Stored items
===============

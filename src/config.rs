//! Configuration loader and schema types.
//!
//! This module exposes the configuration schema used to drive the library,
//! playback and now-playing layers, and helpers to load it from disk.

mod load;
mod schema;

pub use load::{default_config_path, default_library_root, resolve_config_path};
pub use schema::*;
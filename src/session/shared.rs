use std::sync::{Arc, Mutex, MutexGuard};

use crate::audio::AudioOutput;
use crate::error::{InvalidStateError, PlaybackError};
use crate::library::Track;
use crate::now_playing::{CommandStatus, RemoteCommand, RemoteCommandHandler};

use super::SessionObserver;
use super::snapshot::SessionSnapshot;
use super::state::PlaybackSession;

/// A `PlaybackSession` shared between the front end, the progress ticker and
/// remote-command callbacks. Every call takes the one session lock.
#[derive(Clone)]
pub struct SharedSession {
    inner: Arc<Mutex<PlaybackSession>>,
}

impl SharedSession {
    pub fn new(output: Box<dyn AudioOutput>) -> Self {
        Self {
            inner: Arc::new(Mutex::new(PlaybackSession::new(output))),
        }
    }

    fn lock(&self) -> MutexGuard<'_, PlaybackSession> {
        // A panic inside a transition leaves the fields consistent enough to
        // keep serving snapshots.
        self.inner.lock().unwrap_or_else(|e| e.into_inner())
    }

    pub fn add_observer(&self, observer: Arc<dyn SessionObserver>) {
        self.lock().add_observer(observer);
    }

    pub fn snapshot(&self) -> SessionSnapshot {
        self.lock().snapshot()
    }

    pub fn current_track(&self) -> Option<Track> {
        self.lock().current_track().cloned()
    }

    pub fn select_track(&self, track: Track, bytes: Vec<u8>) -> Result<(), PlaybackError> {
        self.lock().select_track(track, bytes)
    }

    pub fn play(&self) -> Result<(), InvalidStateError> {
        self.lock().play()
    }

    pub fn pause(&self) -> Result<(), InvalidStateError> {
        self.lock().pause()
    }

    pub fn toggle(&self) -> Result<(), InvalidStateError> {
        self.lock().toggle()
    }

    pub fn seek(&self, seconds: f64) -> Result<(), InvalidStateError> {
        self.lock().seek(seconds)
    }

    pub fn restart_current_track(&self) -> Result<(), InvalidStateError> {
        self.lock().restart_current_track()
    }

    pub fn stop(&self) {
        self.lock().stop()
    }
}

impl RemoteCommandHandler for SharedSession {
    fn handle(&self, command: RemoteCommand) -> CommandStatus {
        let result = match command {
            RemoteCommand::Play => self.play(),
            RemoteCommand::Pause => self.pause(),
            RemoteCommand::TogglePlayPause => self.toggle(),
            RemoteCommand::Previous => self.restart_current_track(),
            RemoteCommand::Stop => {
                self.stop();
                Ok(())
            }
            // No queue to advance through yet.
            RemoteCommand::Next => return CommandStatus::Unimplemented,
        };
        match result {
            Ok(()) => CommandStatus::Success,
            Err(e) => CommandStatus::Failed(e.to_string()),
        }
    }
}
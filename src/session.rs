//! The playback session: one loaded track at a time, transport commands, and
//! the snapshot observers see after every change.

mod shared;
mod snapshot;
mod state;
mod ticker;

pub use shared::SharedSession;
pub use snapshot::{NowPlaying, SessionSnapshot, SessionState, format_time};
pub use state::PlaybackSession;
pub use ticker::ProgressTicker;

/// Receives the full session snapshot after each transition.
pub trait SessionObserver: Send + Sync {
    fn session_changed(&self, snapshot: &SessionSnapshot);
}
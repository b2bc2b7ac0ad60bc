use clap::Parser;
use tracing_subscriber::EnvFilter;

use tunebox::cli::Cli;
use tunebox::config::{LogSettings, Settings};
use tunebox::runtime;

fn init_logging(log: &LogSettings, verbose: bool) {
    let filter = if verbose {
        EnvFilter::new("debug")
    } else {
        EnvFilter::try_from_default_env().unwrap_or_else(|_| EnvFilter::new(&log.filter))
    };

    tracing_subscriber::fmt()
        .with_writer(std::io::stderr)
        .with_target(false)
        .with_env_filter(filter)
        .init();
}

fn main() -> Result<(), Box<dyn std::error::Error>> {
    let cli = Cli::parse();

    let loaded = Settings::load();
    let log = loaded
        .as_ref()
        .map(|s| s.log.clone())
        .unwrap_or_default();
    init_logging(&log, cli.verbose);

    let settings = runtime::resolve_settings(loaded);
    runtime::run(cli, settings)?;
    Ok(())
}
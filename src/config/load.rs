use std::env;
use std::path::PathBuf;

use super::schema::Settings;

const APP_DIR: &str = "tunebox";
const ENV_PREFIX: &str = "TUNEBOX";
const CONFIG_PATH_VAR: &str = "TUNEBOX_CONFIG_PATH";

/// Non-empty value of an environment variable.
fn env_path(key: &str) -> Option<PathBuf> {
    env::var_os(key)
        .filter(|v| !v.is_empty())
        .map(PathBuf::from)
}

/// `$<xdg_var>/tunebox`, or `$HOME/<home_fallback>/tunebox` when the XDG
/// variable is unset or empty.
fn xdg_app_dir(xdg_var: &str, home_fallback: &[&str]) -> Option<PathBuf> {
    let base = env_path(xdg_var).or_else(|| {
        env_path("HOME").map(|home| home_fallback.iter().fold(home, |p, part| p.join(part)))
    })?;
    Some(base.join(APP_DIR))
}

impl Settings {
    /// Layer struct defaults, the optional config file and `TUNEBOX__*`
    /// environment overrides, in that order.
    pub fn load() -> Result<Self, ::config::ConfigError> {
        let mut builder = ::config::Config::builder();

        if let Some(path) = resolve_config_path() {
            builder = builder.add_source(::config::File::from(path.as_path()).required(false));
        }

        builder
            .add_source(
                ::config::Environment::with_prefix(ENV_PREFIX)
                    .separator("__")
                    .list_separator(",")
                    .with_list_parse_key("library.extensions")
                    .try_parsing(true),
            )
            .build()?
            .try_deserialize()
    }

    /// Reject settings the player cannot run with.
    pub fn validate(&self) -> Result<(), String> {
        if self.playback.tick_interval_ms == 0 {
            return Err("playback.tick_interval_ms must be >= 1".to_string());
        }
        let has_extension = self
            .library
            .extensions
            .iter()
            .any(|e| !e.trim().trim_start_matches('.').is_empty());
        if !has_extension {
            return Err("library.extensions must name at least one extension".to_string());
        }
        if self.now_playing.identity.trim().is_empty() {
            return Err("now_playing.identity must not be empty".to_string());
        }
        Ok(())
    }

    /// The configured library directory, else the XDG data default.
    pub fn library_root(&self) -> Option<PathBuf> {
        self.library.root.clone().or_else(default_library_root)
    }
}

/// `TUNEBOX_CONFIG_PATH` when set, else the XDG config file.
pub fn resolve_config_path() -> Option<PathBuf> {
    env_path(CONFIG_PATH_VAR).or_else(default_config_path)
}

/// `$XDG_CONFIG_HOME/tunebox/config.toml` or `~/.config/tunebox/config.toml`.
pub fn default_config_path() -> Option<PathBuf> {
    xdg_app_dir("XDG_CONFIG_HOME", &[".config"]).map(|d| d.join("config.toml"))
}

/// `$XDG_DATA_HOME/tunebox/library` or `~/.local/share/tunebox/library`.
pub fn default_library_root() -> Option<PathBuf> {
    xdg_app_dir("XDG_DATA_HOME", &[".local", "share"]).map(|d| d.join("library"))
}
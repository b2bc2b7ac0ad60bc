use std::sync::Arc;
use std::sync::mpsc::{self, Sender};
use std::thread::{self, JoinHandle};
use std::time::Duration;

use rodio::mixer::Mixer;
use rodio::{OutputStreamBuilder, Sink};
use tracing::{debug, warn};

use crate::error::PlaybackError;
use crate::library::metadata;

use super::sink::{create_paused_sink, decode};
use super::types::{AudioOutput, PlayerHandle};

/// The default OS audio device.
///
/// The output stream is owned by a dedicated thread for the lifetime of this
/// value; handles only need the mixer.
pub struct RodioOutput {
    mixer: Mixer,
    shutdown: Option<Sender<()>>,
    join: Option<JoinHandle<()>>,
}

impl RodioOutput {
    pub fn open_default() -> Result<Self, PlaybackError> {
        let (ready_tx, ready_rx) = mpsc::channel::<Result<Mixer, String>>();
        let (shutdown_tx, shutdown_rx) = mpsc::channel::<()>();

        let join = thread::Builder::new()
            .name("tunebox-audio".into())
            .spawn(move || {
                let mut stream = match OutputStreamBuilder::open_default_stream() {
                    Ok(s) => s,
                    Err(e) => {
                        let _ = ready_tx.send(Err(e.to_string()));
                        return;
                    }
                };
                // rodio logs to stderr when the stream is dropped.
                stream.log_on_drop(false);
                let _ = ready_tx.send(Ok(stream.mixer().clone()));

                // Returns once the owning `RodioOutput` drops its sender.
                let _ = shutdown_rx.recv();
                debug!("audio output closed");
            })
            .map_err(|e| PlaybackError::Output(e.to_string()))?;

        let mixer = ready_rx
            .recv()
            .map_err(|_| PlaybackError::Output("audio thread exited".into()))?
            .map_err(PlaybackError::Output)?;

        Ok(Self {
            mixer,
            shutdown: Some(shutdown_tx),
            join: Some(join),
        })
    }
}

impl Drop for RodioOutput {
    fn drop(&mut self) {
        self.shutdown.take();
        if let Some(j) = self.join.take() {
            let _ = j.join();
        }
    }
}

impl AudioOutput for RodioOutput {
    fn open(&mut self, bytes: Arc<[u8]>) -> Result<Box<dyn PlayerHandle>, PlaybackError> {
        let (sink, decoded) = create_paused_sink(&self.mixer, &bytes)?;
        let duration = decoded
            .or_else(|| metadata::probe_duration(&bytes))
            .unwrap_or_else(|| {
                warn!("could not determine track duration");
                Duration::ZERO
            });
        Ok(Box::new(RodioHandle {
            sink,
            bytes,
            duration,
        }))
    }
}

struct RodioHandle {
    sink: Sink,
    bytes: Arc<[u8]>,
    duration: Duration,
}

impl RodioHandle {
    /// Once a track plays to the end the sink is empty; re-append the buffer
    /// so play/seek keep working.
    fn refill(&mut self) {
        if !self.sink.empty() {
            return;
        }
        match decode(&self.bytes) {
            Ok(source) => self.sink.append(source),
            Err(e) => warn!("cannot re-open finished track: {e}"),
        }
    }
}

impl PlayerHandle for RodioHandle {
    fn duration(&self) -> Duration {
        self.duration
    }

    fn position(&self) -> Duration {
        if self.sink.empty() {
            return self.duration;
        }
        self.sink.get_pos()
    }

    fn is_finished(&self) -> bool {
        self.sink.empty()
    }

    fn play(&mut self) {
        self.refill();
        self.sink.play();
    }

    fn pause(&mut self) {
        self.sink.pause();
    }

    fn seek(&mut self, to: Duration) {
        self.refill();
        if let Err(e) = self.sink.try_seek(to) {
            warn!("seek to {:?} failed: {e}", to);
        }
    }

    fn stop(&mut self) {
        self.sink.stop();
    }
}
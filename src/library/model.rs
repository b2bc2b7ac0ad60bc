use std::sync::Arc;
use std::time::Duration;

use uuid::Uuid;

use super::metadata::TrackMetadata;

/// Embedded cover art bytes, shared between the listing and the session.
pub type Artwork = Arc<[u8]>;

/// One imported audio file with its display metadata.
///
/// `id` is generated per process and never persisted; `file_name` is the
/// stable identifier inside the library directory.
#[derive(Clone, Debug)]
pub struct Track {
    pub id: Uuid,
    pub file_name: String,
    pub title: String,
    pub artist: String,
    pub album: String,
    pub artwork: Option<Artwork>,
    pub duration: Option<Duration>,
}

impl Track {
    pub fn new(file_name: impl Into<String>, metadata: TrackMetadata) -> Self {
        Self {
            id: Uuid::new_v4(),
            file_name: file_name.into(),
            title: metadata.title,
            artist: metadata.artist,
            album: metadata.album,
            artwork: metadata.artwork,
            duration: metadata.duration,
        }
    }

    /// "Artist - Title", the way lists and the status line show a track.
    pub fn display(&self) -> String {
        format!("{} - {}", self.artist, self.title)
    }
}
//! # OCPP Central System — session & transaction engine
//!
//! OCPP 1.6 (OCPP-J) central system core: terminates persistent WebSocket
//! connections from charge points, correlates Call/CallResult/CallError
//! frames, tracks the live connection per charge point and drives the
//! charging-transaction state machine per connector.
//!
//! ## Architecture
//!
//! - **support**: protocol framing, retry helper, shutdown signal
//! - **domain**: OCPP actions, payloads and business entities
//! - **session**: connection handle, connection registry, pending-call tracker
//! - **application**: session actor, transaction engine, command dispatcher,
//!   management surface, provider traits
//! - **infrastructure**: WebSocket server, in-memory providers
//!
//! REST routing, token issuance and the database engine live outside this
//! crate; they are consumed through the [`application::ports`] traits.

pub mod application;
pub mod config;
pub mod domain;
pub mod infrastructure;
pub mod session;
pub mod support;

pub use config::{default_config_path, AppConfig};
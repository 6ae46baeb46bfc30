//! Cross-cutting support utilities

pub mod ocpp_frame;
pub mod retry;
pub mod shutdown;

pub use ocpp_frame::{FrameError, OcppFrame};
pub use retry::{retry_with_backoff, RetryConfig};
pub use shutdown::{listen_for_shutdown_signals, ShutdownSignal};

===============

_WORK REQUEST_: In the records above, find the line containing "consistent enough to" and restate word for word every line from the first through that one.

_ANSWER AREA_:
filename src/config.rs
//! Configuration loader and schema types.
//!
//! This module exposes the configuration schema used to drive the library,
//! playback and now-playing layers, and helpers to load it from disk.

mod load;
mod schema;

pub use load::{default_config_path, default_library_root, resolve_config_path};
pub use schema::*;
filename src/session/shared.rs
use std::sync::{Arc, Mutex, MutexGuard};

use crate::audio::AudioOutput;
use crate::error::{InvalidStateError, PlaybackError};
use crate::library::Track;
use crate::now_playing::{CommandStatus, RemoteCommand, RemoteCommandHandler};

use super::SessionObserver;
use super::snapshot::SessionSnapshot;
use super::state::PlaybackSession;

/// A `PlaybackSession` shared between the front end, the progress ticker and
/// remote-command callbacks. Every call takes the one session lock.
#[derive(Clone)]
pub struct SharedSession {
    inner: Arc<Mutex<PlaybackSession>>,
}

impl SharedSession {
    pub fn new(output: Box<dyn AudioOutput>) -> Self {
        Self {
            inner: Arc::new(Mutex::new(PlaybackSession::new(output))),
        }
    }

    fn lock(&self) -> MutexGuard<'_, PlaybackSession> {
        // A panic inside a transition leaves the fields consistent enough to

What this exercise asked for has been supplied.